*Problem requirements*
In the records below, the lines from the one with "return FilterValue::Text(raw);" through the last are to be printed exactly, and nothing else.

*Material for this exercise*
// Copyright 2021 Datafuse Labs
//
// Licensed under the Apache License, Version 2.0 (the "License");
// you may not use this file except in compliance with the License.
// You may obtain a copy of the License at
//
//     http://www.apache.org/licenses/LICENSE-2.0
//
// Unless required by applicable law or agreed to in writing, software
// distributed under the License is distributed on an "AS IS" BASIS,
// WITHOUT WARRANTIES OR CONDITIONS OF ANY KIND, either express or implied.
// See the License for the specific language governing permissions and
// limitations under the License.

use chrono::{DateTime, Utc};
use serde::Serialize;

use crate::report::{
    DatetimeHelper, Preset, QueryParams, QueryType, REPORTS_DATEPICKER_HELPERS, RenderedQuery,
    default_query_params,
};

#[derive(Serialize)]
pub(crate) struct ApiResponse<T: Serialize> {
    status: &'static str,
    data: T,
}

impl<T: Serialize> ApiResponse<T> {
    pub(crate) fn success(data: T) -> Self {
        Self {
            status: "success",
            data,
        }
    }
}

#[derive(Serialize)]
pub(crate) struct PresetSummary {
    preset: Preset,
    title: &'static str,
    queries: Vec<&'static str>,
}

pub(crate) fn preset_summaries() -> Vec<PresetSummary> {
    Preset::ALL
        .iter()
        .map(|preset| {
            let config = preset.config();
            PresetSummary {
                preset: *preset,
                title: config.title,
                queries: config.query_names(),
            }
        })
        .collect()
}

#[derive(Serialize)]
pub(crate) struct ReportData {
    preset: Preset,
    params: QueryParams,
    queries: Vec<QuerySql>,
}

impl ReportData {
    pub(crate) fn new(preset: Preset, params: QueryParams, queries: Vec<RenderedQuery>) -> Self {
        Self {
            preset,
            params,
            queries: queries.into_iter().map(QuerySql::from).collect(),
        }
    }
}

#[derive(Serialize)]
struct QuerySql {
    name: &'static str,
    #[serde(rename = "queryType")]
    query_type: QueryType,
    sql: String,
}

impl From<RenderedQuery> for QuerySql {
    fn from(query: RenderedQuery) -> Self {
        Self {
            name: query.name,
            query_type: query.query_type,
            sql: query.sql,
        }
    }
}

#[derive(Serialize)]
pub(crate) struct DatepickerData {
    helpers: Vec<HelperRange>,
    defaults: QueryParams,
}

#[derive(Serialize)]
struct HelperRange {
    text: &'static str,
    from: String,
    to: String,
    default: bool,
}

impl DatepickerData {
    pub(crate) fn evaluate(now: DateTime<Utc>) -> Self {
        let helpers = REPORTS_DATEPICKER_HELPERS
            .iter()
            .map(|helper: &DatetimeHelper| HelperRange {
                text: helper.text,
                from: helper.calc_from(now),
                to: helper.calc_to(now),
                default: helper.default,
            })
            .collect();
        Self {
            helpers,
            defaults: default_query_params(now),
        }
    }
}
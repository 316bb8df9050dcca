// Copyright 2021 Datafuse Labs
//
// Licensed under the Apache License, Version 2.0 (the "License");
// you may not use this file except in compliance with the License.
// You may obtain a copy of the License at
//
//     http://www.apache.org/licenses/LICENSE-2.0
//
// Unless required by applicable law or agreed to in writing, software
// distributed under the License is distributed on an "AS IS" BASIS,
// WITHOUT WARRANTIES OR CONDITIONS OF ANY KIND, either express or implied.
// See the License for the specific language governing permissions and
// limitations under the License.

use chrono::{DateTime, Duration, NaiveTime, SecondsFormat, Utc};
use serde::{Deserialize, Serialize};

/// A preset range offered by the report date picker.
#[derive(Debug, Clone, Copy)]
pub struct DatetimeHelper {
    pub text: &'static str,
    pub lookback_days: i64,
    pub default: bool,
}

impl DatetimeHelper {
    /// Start of the UTC day `lookback_days` before `now`.
    pub fn calc_from(&self, now: DateTime<Utc>) -> String {
        let day = (now - Duration::days(self.lookback_days)).date_naive();
        iso_string(day.and_time(NaiveTime::MIN).and_utc())
    }

    /// Ranges are open ended.
    pub fn calc_to(&self, _now: DateTime<Utc>) -> String {
        String::new()
    }
}

pub const REPORTS_DATEPICKER_HELPERS: [DatetimeHelper; 4] = [
    DatetimeHelper {
        text: "Last 24 hours",
        lookback_days: 1,
        default: true,
    },
    DatetimeHelper {
        text: "Last 7 days",
        lookback_days: 7,
        default: false,
    },
    // Lookback follows the label.
    DatetimeHelper {
        text: "Last 14 days",
        lookback_days: 14,
        default: false,
    },
    DatetimeHelper {
        text: "Last 30 days",
        lookback_days: 30,
        default: false,
    },
];

#[derive(Debug, Clone, PartialEq, Eq, Serialize, Deserialize)]
pub struct QueryParams {
    pub iso_timestamp_start: String,
    pub iso_timestamp_end: String,
}

impl QueryParams {
    /// Fills whichever bound is missing from the default range.
    pub fn resolve(start: Option<String>, end: Option<String>, now: DateTime<Utc>) -> Self {
        let defaults = default_query_params(now);
        Self {
            iso_timestamp_start: start.unwrap_or(defaults.iso_timestamp_start),
            iso_timestamp_end: end.unwrap_or(defaults.iso_timestamp_end),
        }
    }
}

pub fn default_helper() -> &'static DatetimeHelper {
    REPORTS_DATEPICKER_HELPERS
        .iter()
        .find(|helper| helper.default)
        .unwrap_or(&REPORTS_DATEPICKER_HELPERS[0])
}

pub fn default_query_params(now: DateTime<Utc>) -> QueryParams {
    let helper = default_helper();
    QueryParams {
        iso_timestamp_start: helper.calc_from(now),
        iso_timestamp_end: helper.calc_to(now),
    }
}

fn iso_string(value: DateTime<Utc>) -> String {
    value.to_rfc3339_opts(SecondsFormat::Millis, true)
}

#[cfg(test)]
mod tests {
    use chrono::TimeZone;

    use super::*;

    fn now() -> DateTime<Utc> {
        Utc.with_ymd_and_hms(2024, 3, 15, 17, 42, 5).unwrap()
    }

    #[test]
    fn helpers_start_at_beginning_of_day() {
        let from: Vec<_> = REPORTS_DATEPICKER_HELPERS
            .iter()
            .map(|helper| helper.calc_from(now()))
            .collect();
        assert_eq!(
            from,
            vec![
                "2024-03-14T00:00:00.000Z",
                "2024-03-08T00:00:00.000Z",
                "2024-03-01T00:00:00.000Z",
                "2024-02-14T00:00:00.000Z",
            ]
        );
    }

    #[test]
    fn helpers_are_open_ended() {
        assert!(
            REPORTS_DATEPICKER_HELPERS
                .iter()
                .all(|helper| helper.calc_to(now()).is_empty())
        );
    }

    #[test]
    fn default_params_use_last_24_hours() {
        assert_eq!(default_helper().text, "Last 24 hours");
        let params = default_query_params(now());
        assert_eq!(params.iso_timestamp_start, "2024-03-14T00:00:00.000Z");
        assert_eq!(params.iso_timestamp_end, "");
    }

    #[test]
    fn resolve_keeps_explicit_bounds() {
        let params = QueryParams::resolve(None, Some("2024-03-15T12:00:00.000Z".into()), now());
        assert_eq!(params.iso_timestamp_start, "2024-03-14T00:00:00.000Z");
        assert_eq!(params.iso_timestamp_end, "2024-03-15T12:00:00.000Z");
    }
}
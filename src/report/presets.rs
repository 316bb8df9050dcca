// Copyright 2021 Datafuse Labs
//
// Licensed under the Apache License, Version 2.0 (the "License");
// you may not use this file except in compliance with the License.
// You may obtain a copy of the License at
//
//     http://www.apache.org/licenses/LICENSE-2.0
//
// Unless required by applicable law or agreed to in writing, software
// distributed under the License is distributed on an "AS IS" BASIS,
// WITHOUT WARRANTIES OR CONDITIONS OF ANY KIND, either express or implied.
// See the License for the specific language governing permissions and
// limitations under the License.

use std::{fmt::Display, str::FromStr};

use serde::{Deserialize, Serialize};
use thiserror::Error;

use super::filter::{FilterCondition, and_conditions, generate_regexp_where};

#[derive(Debug, Clone, Copy, PartialEq, Eq, Hash, Serialize, Deserialize)]
#[serde(rename_all = "UPPERCASE")]
pub enum Preset {
    Api,
    Auth,
    Storage,
}

impl Preset {
    pub const ALL: [Preset; 3] = [Preset::Api, Preset::Auth, Preset::Storage];

    pub fn config(self) -> &'static PresetConfig {
        match self {
            Preset::Api => &API_PRESET,
            Preset::Auth => &AUTH_PRESET,
            Preset::Storage => &STORAGE_PRESET,
        }
    }
}

impl Display for Preset {
    fn fmt(&self, f: &mut std::fmt::Formatter<'_>) -> std::fmt::Result {
        match self {
            Preset::Api => write!(f, "API"),
            Preset::Auth => write!(f, "AUTH"),
            Preset::Storage => write!(f, "STORAGE"),
        }
    }
}

#[derive(Debug, Error, PartialEq, Eq)]
#[error("unknown report preset `{0}`")]
pub struct UnknownPreset(pub String);

impl FromStr for Preset {
    type Err = UnknownPreset;

    fn from_str(s: &str) -> Result<Self, Self::Err> {
        match s.trim().to_ascii_lowercase().as_str() {
            "api" => Ok(Preset::Api),
            "auth" => Ok(Preset::Auth),
            "storage" => Ok(Preset::Storage),
            _ => Err(UnknownPreset(s.to_string())),
        }
    }
}

#[derive(Debug, Clone, Copy, PartialEq, Eq, Serialize)]
#[serde(rename_all = "lowercase")]
pub enum QueryType {
    Logs,
}

pub type SqlTemplate = fn(&[FilterCondition]) -> String;

pub struct ReportQuery {
    pub name: &'static str,
    pub query_type: QueryType,
    pub sql: SqlTemplate,
}

impl ReportQuery {
    pub fn render(&self, filters: &[FilterCondition]) -> String {
        (self.sql)(filters)
    }
}

pub struct PresetConfig {
    pub title: &'static str,
    pub queries: &'static [ReportQuery],
}

impl PresetConfig {
    pub fn query(&self, name: &str) -> Option<&ReportQuery> {
        self.queries.iter().find(|query| query.name == name)
    }

    pub fn query_names(&self) -> Vec<&'static str> {
        self.queries.iter().map(|query| query.name).collect()
    }
}

pub struct RenderedQuery {
    pub name: &'static str,
    pub query_type: QueryType,
    pub sql: String,
}

/// Renders every query of a preset in registry order.
pub fn render_preset(preset: Preset, filters: &[FilterCondition]) -> Vec<RenderedQuery> {
    preset
        .config()
        .queries
        .iter()
        .map(|query| RenderedQuery {
            name: query.name,
            query_type: query.query_type,
            sql: query.render(filters),
        })
        .collect()
}

pub fn render_query(
    preset: Preset,
    name: &str,
    filters: &[FilterCondition],
) -> Option<RenderedQuery> {
    preset.config().query(name).map(|query| RenderedQuery {
        name: query.name,
        query_type: query.query_type,
        sql: query.render(filters),
    })
}

static API_PRESET: PresetConfig = PresetConfig {
    title: "API",
    queries: &[
        ReportQuery {
            name: "totalRequests",
            query_type: QueryType::Logs,
            sql: total_requests_sql,
        },
        ReportQuery {
            name: "errorCounts",
            query_type: QueryType::Logs,
            sql: error_counts_sql,
        },
        ReportQuery {
            name: "responseSpeed",
            query_type: QueryType::Logs,
            sql: response_speed_sql,
        },
    ],
};

static AUTH_PRESET: PresetConfig = PresetConfig {
    title: "",
    queries: &[],
};

static STORAGE_PRESET: PresetConfig = PresetConfig {
    title: "",
    queries: &[],
};

const HOURLY_TIMESTAMP: &str = "cast(timestamp_trunc(t.timestamp, hour) as datetime) as timestamp";

// Aliases two levels deep so normalized filter keys resolve (e.g. `headers.x`).
const EDGE_LOGS_SOURCE: &str = "FROM edge_logs t
  cross join unnest(metadata) as m
  cross join unnest(m.response) as response
  cross join unnest(m.request) as request
  cross join unnest(request.headers) as headers";

const HOURLY_GROUPING: &str = "GROUP BY
  timestamp
ORDER BY
  timestamp ASC";

fn total_requests_sql(filters: &[FilterCondition]) -> String {
    format!(
        "select
  {ts},
  count(t.id) as count
{source}
  {filters_clause}
{grouping}",
        ts = HOURLY_TIMESTAMP,
        source = EDGE_LOGS_SOURCE,
        filters_clause = generate_regexp_where(filters, true),
        grouping = HOURLY_GROUPING,
    )
}

fn error_counts_sql(filters: &[FilterCondition]) -> String {
    format!(
        "select
  {ts},
  count(t.id) as count
{source}
WHERE
  response.status_code >= 400
  {and}
{grouping}",
        ts = HOURLY_TIMESTAMP,
        source = EDGE_LOGS_SOURCE,
        and = and_conditions(filters),
        grouping = HOURLY_GROUPING,
    )
}

fn response_speed_sql(filters: &[FilterCondition]) -> String {
    format!(
        "select
  {ts},
  avg(response.origin_time) as avg,
  APPROX_QUANTILES(response.origin_time, 100) as quantiles
{source}
  {filters_clause}
{grouping}",
        ts = HOURLY_TIMESTAMP,
        source = EDGE_LOGS_SOURCE,
        filters_clause = generate_regexp_where(filters, true),
        grouping = HOURLY_GROUPING,
    )
}
//! SQL text for a database dashboard: report presets compiled from log
//! filters, and row-count statements for a selected table.

pub mod app;
pub mod error;
pub mod execute;
pub mod report;
pub mod table;
// Copyright 2021 Datafuse Labs
//
// Licensed under the Apache License, Version 2.0 (the "License");
// you may not use this file except in compliance with the License.
// You may obtain a copy of the License at
//
//     http://www.apache.org/licenses/LICENSE-2.0
//
// Unless required by applicable law or agreed to in writing, software
// distributed under the License is distributed on an "AS IS" BASIS,
// WITHOUT WARRANTIES OR CONDITIONS OF ANY KIND, either express or implied.
// See the License for the specific language governing permissions and
// limitations under the License.

//! Requests handed to the dashboard's SQL executor and parsing of its results.

use serde::{Deserialize, Serialize};
use serde_json::{Value, json};

use crate::{
    error::AppError,
    report::{FilterCompare, FilterCondition},
    table::{TableFilter, TableSchema, table_rows_count_sql},
};

/// Envelope consumed by the executor and its query cache.
#[derive(Debug, Clone, PartialEq, Serialize)]
#[serde(rename_all = "camelCase")]
pub struct ExecuteSqlRequest {
    pub project_ref: Option<String>,
    pub connection_string: Option<String>,
    pub sql: String,
    pub query_key: Vec<Value>,
    /// False when the executor must not run the statement.
    pub enabled: bool,
}

#[derive(Debug, Clone, Default, Deserialize)]
#[serde(rename_all = "camelCase")]
pub struct TableRowsCountVariables {
    pub project_ref: Option<String>,
    pub connection_string: Option<String>,
    #[serde(default)]
    pub query_key: Vec<Value>,
    pub table: Option<TableSchema>,
    pub filters: Option<Vec<TableFilter>>,
}

pub fn table_rows_count_request(vars: TableRowsCountVariables) -> ExecuteSqlRequest {
    let filters = vars.filters.as_deref().unwrap_or_default();
    let sql = table_rows_count_sql(vars.table.as_ref(), filters);

    let mut key_part = json!({
        "table": {
            "name": vars.table.as_ref().map(|table| table.name.clone()),
            "schema": vars.table.as_ref().and_then(|table| table.schema.clone()),
        }
    });
    if let (Some(filters), Some(map)) = (&vars.filters, key_part.as_object_mut()) {
        map.insert("filters".into(), json!(filters));
    }
    let mut query_key = vars.query_key;
    query_key.push(key_part);

    let enabled = vars.project_ref.is_some() && vars.table.is_some();
    ExecuteSqlRequest {
        project_ref: vars.project_ref,
        connection_string: vars.connection_string,
        sql,
        query_key,
        enabled,
    }
}

/// Raw executor output.
#[derive(Debug, Clone, Deserialize)]
pub struct ExecuteSqlData {
    pub result: Vec<Value>,
}

#[derive(Debug, Clone, Copy, PartialEq, Eq, Serialize)]
pub struct TableRowsCount {
    pub count: u64,
}

impl TableRowsCount {
    pub fn select(data: &ExecuteSqlData) -> Result<Self, AppError> {
        let row = data
            .result
            .first()
            .ok_or_else(|| AppError::BadRequest("row count query returned no rows".into()))?;
        let count = row
            .get("count")
            .ok_or_else(|| AppError::BadRequest("row count result has no `count` field".into()))?;
        Ok(Self {
            count: value_to_u64(count)?,
        })
    }
}

fn value_to_u64(value: &Value) -> Result<u64, AppError> {
    match value {
        Value::Null => Ok(0),
        Value::Number(number) => number
            .as_u64()
            .or_else(|| number.as_f64().filter(|v| *v >= 0.0).map(|v| v.trunc() as u64))
            .ok_or_else(|| AppError::BadRequest(format!("unexpected count value: {number}"))),
        Value::String(text) => text
            .trim()
            .parse::<u64>()
            .map_err(|err| AppError::BadRequest(format!("failed to parse count as u64: {err}"))),
        other => Err(AppError::BadRequest(format!(
            "unexpected count value type: {other}"
        ))),
    }
}

/// Rejects report filters whose key or value would not survive verbatim
/// interpolation into the report templates.
pub fn validate_filters(filters: &[FilterCondition]) -> Result<(), AppError> {
    filters.iter().try_for_each(validate_filter)
}

fn validate_filter(filter: &FilterCondition) -> Result<(), AppError> {
    if filter.key.is_empty() || !filter.key.chars().all(is_key_char) {
        return Err(AppError::BadRequest(format!(
            "filter key `{}` must be a dotted path of letters, digits, `_` or `-`",
            filter.key
        )));
    }
    match filter.compare {
        FilterCompare::Matches => {
            if filter.value.contains(['\'', '\n', '\r']) {
                return Err(AppError::BadRequest(format!(
                    "pattern for `{}` cannot contain quotes or line breaks",
                    filter.key
                )));
            }
            if ends_with_escape(&filter.value) {
                return Err(AppError::BadRequest(format!(
                    "pattern for `{}` cannot end with an unescaped backslash",
                    filter.key
                )));
            }
        }
        FilterCompare::Is => {
            if !is_safe_literal(&filter.value) {
                return Err(AppError::BadRequest(format!(
                    "value for `{}` must be a quoted string, a number, true, false or null, found `{}`",
                    filter.key, filter.value
                )));
            }
        }
    }
    Ok(())
}

/// An odd run of trailing backslashes escapes the closing quote of the literal.
fn ends_with_escape(pattern: &str) -> bool {
    let trailing = pattern.chars().rev().take_while(|ch| *ch == '\\').count();
    trailing % 2 == 1
}

fn is_key_char(ch: char) -> bool {
    ch.is_ascii_alphanumeric() || matches!(ch, '_' | '.' | '-')
}

fn is_safe_literal(value: &str) -> bool {
    let trimmed = value.trim();
    if trimmed.len() >= 2 && trimmed.starts_with('\'') && trimmed.ends_with('\'') {
        return !trimmed[1..trimmed.len() - 1].contains(['\'', '\\']);
    }
    if matches!(
        trimmed.to_ascii_lowercase().as_str(),
        "true" | "false" | "null"
    ) {
        return true;
    }
    trimmed.parse::<f64>().is_ok_and(f64::is_finite)
}
use axum::{
    Json,
    extract::rejection::JsonRejection,
    http::StatusCode,
    response::{IntoResponse, Response},
};
use serde::Serialize;
use thiserror::Error;

use crate::report::UnknownPreset;

#[derive(Debug, Error)]
pub enum AppError {
    #[error("{0}")]
    BadRequest(String),
    #[error("{0}")]
    NotFound(String),
    #[error("{0}")]
    Internal(String),
}

impl From<UnknownPreset> for AppError {
    fn from(err: UnknownPreset) -> Self {
        Self::NotFound(err.to_string())
    }
}

impl From<JsonRejection> for AppError {
    fn from(rejection: JsonRejection) -> Self {
        Self::BadRequest(rejection.body_text())
    }
}

impl IntoResponse for AppError {
    fn into_response(self) -> Response {
        let message = self.to_string();
        let (status, error_type) = match self {
            Self::BadRequest(_) => (StatusCode::BAD_REQUEST, "bad_data"),
            Self::NotFound(_) => (StatusCode::NOT_FOUND, "not_found"),
            Self::Internal(_) => (StatusCode::INTERNAL_SERVER_ERROR, "internal"),
        };

        let body = ErrorResponse {
            status: "error",
            error_type,
            error: message,
        };
        (status, Json(body)).into_response()
    }
}

#[derive(Serialize)]
struct ErrorResponse<'a> {
    status: &'a str,
    #[serde(rename = "errorType")]
    error_type: &'a str,
    error: String,
}
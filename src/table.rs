mod query;

pub use query::{CountQuery, FilterOperator, FilterValue, Query, QueryAction, UnknownOperator};

use log::debug;
use serde::{Deserialize, Serialize};

/// Column formats that accept numeric literals in filters.
pub const NUMERICAL_COLUMN_TYPES: [&str; 6] = ["int2", "int4", "int8", "float4", "float8", "numeric"];

#[derive(Debug, Clone, PartialEq, Eq, Serialize, Deserialize)]
pub struct TableSchema {
    pub name: String,
    #[serde(default)]
    pub schema: Option<String>,
    #[serde(default)]
    pub columns: Vec<TableColumn>,
}

#[derive(Debug, Clone, PartialEq, Eq, Serialize, Deserialize)]
pub struct TableColumn {
    pub name: String,
    pub format: String,
}

#[derive(Debug, Clone, PartialEq, Eq, Serialize, Deserialize)]
pub struct TableFilter {
    pub column: String,
    pub operator: FilterOperator,
    #[serde(default)]
    pub value: Option<String>,
}

impl TableFilter {
    pub fn new(column: impl Into<String>, operator: FilterOperator, value: impl Into<String>) -> Self {
        Self {
            column: column.into(),
            operator,
            value: Some(value.into()),
        }
    }

    fn constrains(&self) -> bool {
        self.value.as_deref().is_some_and(|value| !value.is_empty())
    }
}

pub fn is_numerical_column(format: &str) -> bool {
    NUMERICAL_COLUMN_TYPES.contains(&format.trim().to_ascii_lowercase().as_str())
}

/// Builds the row-count statement for `table`; empty when no table is selected.
///
/// Filters without a value are skipped.
pub fn table_rows_count_sql(table: Option<&TableSchema>, filters: &[TableFilter]) -> String {
    let Some(table) = table else {
        return String::new();
    };
    let mut query = Query::new()
        .from(&table.name, table.schema.as_deref())
        .count();
    for filter in filters.iter().filter(|filter| filter.constrains()) {
        let value = format_filter_value(table, filter);
        query = query.filter(&filter.column, filter.operator, value);
    }
    let sql = query.to_sql();
    debug!("row count SQL for `{}`: {}", table.name, sql);
    sql
}

/// Coerces the filter value to a number when the column is numerical.
///
/// A non-numeric value on a numerical column passes through unchanged until the
/// filter UI validates input against the column type.
pub fn format_filter_value(table: &TableSchema, filter: &TableFilter) -> FilterValue {
    let raw = filter.value.clone().unwrap_or_default();
    let numerical = table
        .columns
        .iter()
        .find(|column| column.name == filter.column)
        .is_some_and(|column| is_numerical_column(&column.format));
    if !numerical {
        return FilterValue::Text(raw);
    }
    match parse_number(&raw) {
        Some(number) => FilterValue::Number(number),
        None => FilterValue::Text(raw),
    }
}

fn parse_number(raw: &str) -> Option<f64> {
    let trimmed = raw.trim();
    if trimmed.is_empty() {
        return None;
    }
    trimmed
        .parse::<f64>()
        .ok()
        .filter(|number| number.is_finite())
}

*Solution*
        return FilterValue::Text(raw);
    }
    match parse_number(&raw) {
        Some(number) => FilterValue::Number(number),
        None => FilterValue::Text(raw),
    }
}

fn parse_number(raw: &str) -> Option<f64> {
    let trimmed = raw.trim();
    if trimmed.is_empty() {
        return None;
    }
    trimmed
        .parse::<f64>()
        .ok()
        .filter(|number| number.is_finite())
}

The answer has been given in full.